Molto attuale, pur se stampato alla fine dell’800, è un esemplare della Carte vélocipédique des environs de Paris dressée avec le concours du Touring-Club de France, 4ème éd., Paris, Maison Andriveau-Goujon Henry Barrère editeur, 1898 (R.G. Geogr. V.583), ovvero una mappa della città di Parigi per ciclisti, che esce ad appena un decennio dalla diffusione in Francia dei primi esemplari di bicicletta, attestandone così la rapidissima diffusione.




Viaggiare, senza viaggiare
Scopriremo poi che si può viaggiare senza viaggiare, come accadde a Emilio Salgari (1862-1911), il più grande scrittore italiano di romanzi d’avventura, l’ideatore del ciclo indo-malese, il creatore di Sandokan e del Corsaro Nero, delle tigri di Mompracen e di più di un migliaio di altri personaggi, che non lasciò mai non solo l’Italia, ma nemmeno il nativo nord. In mostra, il romanzo Al Polo australe in velocipede, pubblicata da Paravia nel 1897 (R.G. Lett. It. IV.3843).

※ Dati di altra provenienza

//! Depth inference.
//!
//! A `DepthBackend` turns a camera frame into a raw, unscaled depth map at the
//! frame's resolution. Backends are selected by name through the
//! `BackendRegistry`; the execution device is resolved once at startup and
//! handed to the backend constructor.

mod backend;
mod backends;
mod device;
mod preprocess;
mod registry;

pub use backend::DepthBackend;
pub use backends::StubBackend;
#[cfg(feature = "backend-tract")]
pub use backends::TractBackend;
pub use device::ExecutionDevice;
pub use preprocess::{to_model_input, IMAGENET_MEAN, IMAGENET_STD};
pub use registry::BackendRegistry;
use std::fmt;
use std::sync::atomic::{AtomicU64, Ordering};

/// Internal counters for an [`EventCache`](crate::EventCache).
#[derive(Debug, Default)]
pub(crate) struct Metrics {
  pub(crate) hits: AtomicU64,
  pub(crate) misses: AtomicU64,
  pub(crate) inserts: AtomicU64,
  pub(crate) updates: AtomicU64,
  pub(crate) evicted_by_capacity: AtomicU64,
  pub(crate) invalidations: AtomicU64,
  pub(crate) write_failures: AtomicU64,
  pub(crate) recency_writes: AtomicU64,
}

impl Metrics {
  #[inline]
  pub(crate) fn add(counter: &AtomicU64, n: u64) {
    counter.fetch_add(n, Ordering::Relaxed);
  }

  pub(crate) fn snapshot(&self) -> MetricsSnapshot {
    let hits = self.hits.load(Ordering::Relaxed);
    let misses = self.misses.load(Ordering::Relaxed);
    let total_lookups = hits + misses;

    MetricsSnapshot {
      hits,
      misses,
      hit_ratio: if total_lookups == 0 {
        0.0
      } else {
        hits as f64 / total_lookups as f64
      },
      inserts: self.inserts.load(Ordering::Relaxed),
      updates: self.updates.load(Ordering::Relaxed),
      evicted_by_capacity: self.evicted_by_capacity.load(Ordering::Relaxed),
      invalidations: self.invalidations.load(Ordering::Relaxed),
      write_failures: self.write_failures.load(Ordering::Relaxed),
      recency_writes: self.recency_writes.load(Ordering::Relaxed),
    }
  }
}

/// A point-in-time snapshot of the cache's counters.
#[derive(Clone, Default, PartialEq)]
pub struct MetricsSnapshot {
  /// Lookups that found an entry.
  pub hits: u64,
  /// Lookups that found nothing.
  pub misses: u64,
  /// hits / (hits + misses).
  pub hit_ratio: f64,
  /// Ids added that were not cached before.
  pub inserts: u64,
  /// Ids added that replaced an existing entry.
  pub updates: u64,
  pub evicted_by_capacity: u64,
  pub invalidations: u64,
  /// Persists that the storage backend rejected.
  pub write_failures: u64,
  /// Writes made only to record recency after a hit.
  pub recency_writes: u64,
}

impl fmt::Debug for MetricsSnapshot {
  fn fmt(&self, f: &mut fmt::Formatter<'_>) -> fmt::Result {
    f.debug_struct("MetricsSnapshot")
      .field("hits", &self.hits)
      .field("misses", &self.misses)
      .field("hit_ratio", &format_args!("{:.2}%", self.hit_ratio * 100.0))
      .field("inserts", &self.inserts)
      .field("updates", &self.updates)
      .field("evicted_by_capacity", &self.evicted_by_capacity)
      .field("invalidations", &self.invalidations)
      .field("write_failures", &self.write_failures)
      .field("recency_writes", &self.recency_writes)
      .finish()
  }
}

Tra gli strumenti attraverso i quali un narratore sedentario di fine Ottocento c’erano sicuramente le enciclopedie illustrate come il Nouveau Larousse illustré. Dictionnaire universel encyclopédique, publié sous la direction de Claude Augé, apparso a Parigi tra 1898 e 1904. Una chicca della mostra è poi il gioco da tavolo dedicato a Nellie Bly. Lanciato sul mercato e solennemente annunciato dal The New York World di Joseph Pulitzer, per il quale Nellie lavorava, il giorno successivo alla sua strabiliante vittoria, permetteva di rivivere a casa, cimentandosi in una sorta di “Gioco dell’Oca”, la straordinaria avventura della donna che aveva osato sfidare il Phileas Fogg di Jules Verne e batterlo sul tempo, compiendo il giro del mondo in soli 72 giorni!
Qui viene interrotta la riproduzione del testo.